= Only-begotten Son =

Ancient Christian hymn

Only-Begotten Son (Ὁ Μονογενὴς Υἱὸς, Russian: Единородный Сыне, Ukrainian: Єдинородний Сине, Old Armenian: Միածին Որդի), sometimes called "Justinian's Hymn", the "Anthem of Orthodoxy" and/or the "Hymn of the Incarnation", is an ancient Christian hymn that was composed prior to the middle of the 6th century. It is chanted at the end of the Second Antiphon during the Divine Liturgies of St John Chrysostom, St Basil the Great and of St Gregory the Illuminator (Armenian Divine Liturgy), and at the Little Entrance during the Liturgy of Saint James.

It is still currently used as a mournful hymn during the service of Great Friday in the Coptic Orthodox Church of Alexandria, with its length exceeding 10 minutes due to its long and deep melismatic nature. It is also chanted in the introductory portion of the Divine Liturgy of the Eastern Orthodox Church and those Eastern Catholic Churches which observe the Byzantine Rite. The hymn is a theological statement of faith in the dogma of the Incarnation.

==Attributions==
There are traditions attributing the hymn to Emperor Justinian Severus of Antioch and Pope Athanasius I of Alexandria hence its common Greek designation as "Justinian's Hymn". It is popularly believed that Justinian is the person responsible for the hymn's spread and popularity. During the controversy caused by the Origenists, Emperor Justinian declared that this hymn should be sung in all Christian Churches.

The Oriental Orthodox tradition however, ascribes the hymn to Severus of Antioch, and it is referred to in Syriac Orthodox liturgical books as the “Hymn of St.

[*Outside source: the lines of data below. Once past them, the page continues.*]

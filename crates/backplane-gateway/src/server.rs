// crates/backplane-gateway/src/server.rs
// ============================================================================
// Module: Gateway Router and Runtime
// Description: Route table, handlers, auth middleware, and serve loop.
// Purpose: Expose the control plane, data plane, and proxy fallback.
// Dependencies: axum, backplane-core, backplane-store-sqlite, serde_json,
//               thiserror, tokio
// ============================================================================

//! ## Overview
//! One router serves both deployment shapes. The standalone profile exposes
//! registration and storage routes with a 404 fallback; the gateway profile
//! adds a transparent reverse-proxy fallback for everything it does not serve
//! itself. `/api/app/new` is the only open route; all other `/api` routes sit
//! behind the basic-auth gate. Bootstrap runs before the listener is bound,
//! so no request is ever served without a root credential in place.

// ============================================================================
// SECTION: Imports
// ============================================================================

use std::path::PathBuf;
use std::sync::Arc;
use std::time::Instant;

use axum::Json;
use axum::Router;
use axum::extract::Path;
use axum::extract::Request;
use axum::extract::State;
use axum::extract::rejection::JsonRejection;
use axum::http::Method;
use axum::http::StatusCode;
use axum::http::header::AUTHORIZATION;
use axum::http::header::WWW_AUTHENTICATE;
use axum::middleware;
use axum::middleware::Next;
use axum::response::IntoResponse;
use axum::response::Response;
use axum::routing::get;
use axum::routing::post;
use backplane_core::AppCode;
use backplane_core::AppCredential;
use backplane_core::ID_LENGTH;
use backplane_core::SharedCredentialStore;
use backplane_core::StoredValue;
use backplane_core::generate_auth_token;
use backplane_core::generate_id;
use backplane_core::generate_title;
use backplane_store_sqlite::SqliteCredentialStore;
use backplane_store_sqlite::SqliteStoreConfig;
use backplane_store_sqlite::SqliteStoreError;
use serde_json::Value;
use serde_json::json;
use thiserror::Error;

use crate::audit::AuthAuditSink;
use crate::audit::AuthDecision;
use crate::audit::NoopAuditSink;
use crate::auth::BASIC_CHALLENGE;
use crate::auth::authorize;
use crate::auth::parse_basic_credentials;
use crate::blob;
use crate::blob::CallContext;
use crate::bootstrap::BootstrapError;
use crate::bootstrap::ensure_root;
use crate::config::GatewayConfig;
use crate::proxy::ProxyClient;
use crate::proxy::ProxyError;
use crate::registry::PartitionRegistry;
use crate::registry::credential_db_path;
use crate::telemetry::GatewayMetrics;
use crate::telemetry::NoopMetrics;
use crate::telemetry::RequestOutcome;
use crate::telemetry::RouteClass;

// ============================================================================
// SECTION: Constants
// ============================================================================

/// Path prefix of the authenticated API surface.
const API_PATH_PREFIX: &str = "/api";
/// The one API path that never requires credentials.
const OPEN_REGISTRATION_PATH: &str = "/api/app/new";

// ============================================================================
// SECTION: Errors
// ============================================================================

/// Fatal gateway runtime errors.
#[derive(Debug, Error)]
pub enum GatewayError {
    /// The credential store could not be opened.
    #[error("credential store open failed: {0}")]
    Store(#[from] SqliteStoreError),
    /// Root credential bootstrap failed.
    #[error("bootstrap failed: {0}")]
    Bootstrap(#[from] BootstrapError),
    /// The proxy HTTP client could not be constructed.
    #[error("proxy client init failed: {0}")]
    Proxy(#[from] ProxyError),
    /// The listener could not be bound or the accept loop failed.
    #[error("gateway io error: {0}")]
    Io(String),
}

/// Handler-level failure mapped to an opaque HTTP response.
///
/// # Invariants
/// - Response bodies never carry store or generator detail.
enum ApiError {
    /// Malformed request body (HTTP 400).
    BadRequest,
    /// Store or generator failure (HTTP 500).
    Internal,
}

impl IntoResponse for ApiError {
    fn into_response(self) -> Response {
        match self {
            Self::BadRequest => {
                (StatusCode::BAD_REQUEST, Json(json!({"error": "malformed request body"})))
                    .into_response()
            }
            Self::Internal => {
                (StatusCode::INTERNAL_SERVER_ERROR, Json(json!({"error": "internal error"})))
                    .into_response()
            }
        }
    }
}

// ============================================================================
// SECTION: Service Profile
// ============================================================================

/// Deployment shape of the service.
#[derive(Debug, Clone, Copy, PartialEq, Eq)]
pub enum ServiceProfile {
    /// Control and data plane only; unmatched routes answer 404.
    Standalone,
    /// Control and data plane plus reverse-proxy fallback.
    Gateway,
}

// ============================================================================
// SECTION: Shared State
// ============================================================================

/// Shared gateway state cloned into every handler.
///
/// # Invariants
/// - Clones share the same stores, registry, and sinks.
#[derive(Clone)]
pub struct GatewayState {
    /// Credential store backing registration and the auth gate.
    credentials: SharedCredentialStore,
    /// Partition store registry.
    registry: Arc<PartitionRegistry>,
    /// Base directory for partition databases.
    data_dir: PathBuf,
    /// Proxy client for the gateway profile.
    proxy: Option<ProxyClient>,
    /// Metrics sink.
    metrics: Arc<dyn GatewayMetrics>,
    /// Authorization audit sink.
    audit: Arc<dyn AuthAuditSink>,
}

impl GatewayState {
    /// Builds state from explicit parts.
    #[must_use]
    pub fn new(
        credentials: SharedCredentialStore,
        data_dir: impl Into<PathBuf>,
        proxy: Option<ProxyClient>,
    ) -> Self {
        Self {
            credentials,
            registry: Arc::new(PartitionRegistry::new()),
            data_dir: data_dir.into(),
            proxy,
            metrics: Arc::new(NoopMetrics),
            audit: Arc::new(NoopAuditSink),
        }
    }

    /// Replaces the metrics sink.
    #[must_use]
    pub fn with_metrics(mut self, metrics: Arc<dyn GatewayMetrics>) -> Self {
        self.metrics = metrics;
        self
    }

    /// Replaces the audit sink.
    #[must_use]
    pub fn with_audit(mut self, audit: Arc<dyn AuthAuditSink>) -> Self {
        self.audit = audit;
        self
    }

    /// Replaces the proxy client.
    #[must_use]
    pub fn with_proxy(mut self, proxy: Option<ProxyClient>) -> Self {
        self.proxy = proxy;
        self
    }

    /// Opens the credential store and runs bootstrap per the configuration.
    ///
    /// # Errors
    ///
    /// Returns [`GatewayError`] when the store cannot be opened or bootstrap
    /// fails.
    pub fn from_config(config: &GatewayConfig) -> Result<Self, GatewayError> {
        let store = SqliteCredentialStore::open(SqliteStoreConfig::for_path(credential_db_path(
            &config.data_dir,
        )))?;
        let credentials = SharedCredentialStore::from_store(store);
        ensure_root(&credentials)?;
        let proxy = if config.has_downstream() {
            Some(ProxyClient::from_ports(config.api_downstream_port, config.app_downstream_port)?)
        } else {
            None
        };
        Ok(Self::new(credentials, config.data_dir.clone(), proxy))
    }

    /// Returns the credential store handle.
    #[must_use]
    pub fn credentials(&self) -> &SharedCredentialStore {
        &self.credentials
    }
}

// ============================================================================
// SECTION: Router
// ============================================================================

/// Builds the route table for the given profile.
#[must_use]
pub fn build_router(state: GatewayState, profile: ServiceProfile) -> Router {
    let protected = Router::new()
        .route("/api/app/code/gen/token/{appcode}", get(handle_token_stub))
        .route(
            "/api/storage/{appcode}/{content_type}/{key}",
            get(handle_storage_read).post(handle_storage_write_keyed),
        )
        .route("/api/storage/{appcode}/{content_type}", post(handle_storage_write_keyless))
        .route_layer(middleware::from_fn_with_state(state.clone(), require_basic_auth));

    let router =
        Router::new().route(OPEN_REGISTRATION_PATH, get(handle_register)).merge(protected);
    let router = match profile {
        ServiceProfile::Standalone => router.fallback(handle_not_found),
        ServiceProfile::Gateway => router.fallback(handle_proxy),
    };
    router.with_state(state)
}

/// Binds the listener and serves until the accept loop ends.
///
/// # Errors
///
/// Returns [`GatewayError`] when startup or the accept loop fails.
pub async fn serve(config: GatewayConfig) -> Result<(), GatewayError> {
    let state = GatewayState::from_config(&config)?;
    let profile = if config.has_downstream() {
        ServiceProfile::Gateway
    } else {
        ServiceProfile::Standalone
    };
    let router = build_router(state, profile);
    let listener = tokio::net::TcpListener::bind(("0.0.0.0", config.listen_port))
        .await
        .map_err(|err| GatewayError::Io(err.to_string()))?;
    axum::serve(listener, router).await.map_err(|err| GatewayError::Io(err.to_string()))
}

// ============================================================================
// SECTION: Auth Middleware
// ============================================================================

/// Gate applied to protected routes; denies with a uniform 401.
async fn require_basic_auth(
    State(state): State<GatewayState>,
    request: Request,
    next: Next,
) -> Response {
    let decision = check_request_auth(&state, &request);
    if decision.is_allowed() {
        next.run(request).await
    } else {
        let route = route_class_for(request.method(), request.uri().path());
        state.metrics.record_request(route, RequestOutcome::Unauthorized);
        unauthorized()
    }
}

/// Parses and verifies the request's basic-auth credentials, auditing the
/// decision.
fn check_request_auth(state: &GatewayState, request: &Request) -> AuthDecision {
    let header = request
        .headers()
        .get(AUTHORIZATION)
        .and_then(|value| value.to_str().ok());
    let Some(header) = header else {
        state.audit.record_decision(None, AuthDecision::DeniedMalformedHeader);
        return AuthDecision::DeniedMalformedHeader;
    };
    let Some(presented) = parse_basic_credentials(header) else {
        state.audit.record_decision(None, AuthDecision::DeniedMalformedHeader);
        return AuthDecision::DeniedMalformedHeader;
    };
    let decision = authorize(&state.credentials, &presented.username, &presented.password);
    state.audit.record_decision(Some(&presented.username), decision);
    decision
}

Severus.” In the Syriac Orthodox liturgy, the hymn is sung at the start of the Divine Liturgy, whereas in the Armenian Orthodox liturgy, it is sung during the second antiphon and the text is identical to the Byzantine version, and in the Coptic Orthodox liturgy, during Holy Week.

Analysis of an ancient Georgian Chantbook from Jerusalem has identified the text among the corpus of hymnography, supporting a timeframe of composition prior to the middle of the 6th century when the Chantbook was compiled.

==Text==

Only-Begotten Son and Immortal Word of God,
Who for our salvation didst will to be incarnate of the holy Theotokos and Ever-Virgin Mary;
Who without change didst become man and was crucified;
Who art one of the Holy Trinity, glorified with the Father and the Holy Spirit:
O Christ our God, trampling down death by death, save us!

==Theology==
The key word, Monogenēs, is drawn from the Gospel of John , , and 3:16. The first of these verses describes the pre-incarnate Logos as being "only-begotten of the Father"; the second speaks of Jesus' earthly ministry; and the third describes the offering of the Incarnate Christ for the salvation of those who believe. The term Monogenes is also found in the Nicene Creed as established by the First Ecumenical Council in 325 AD.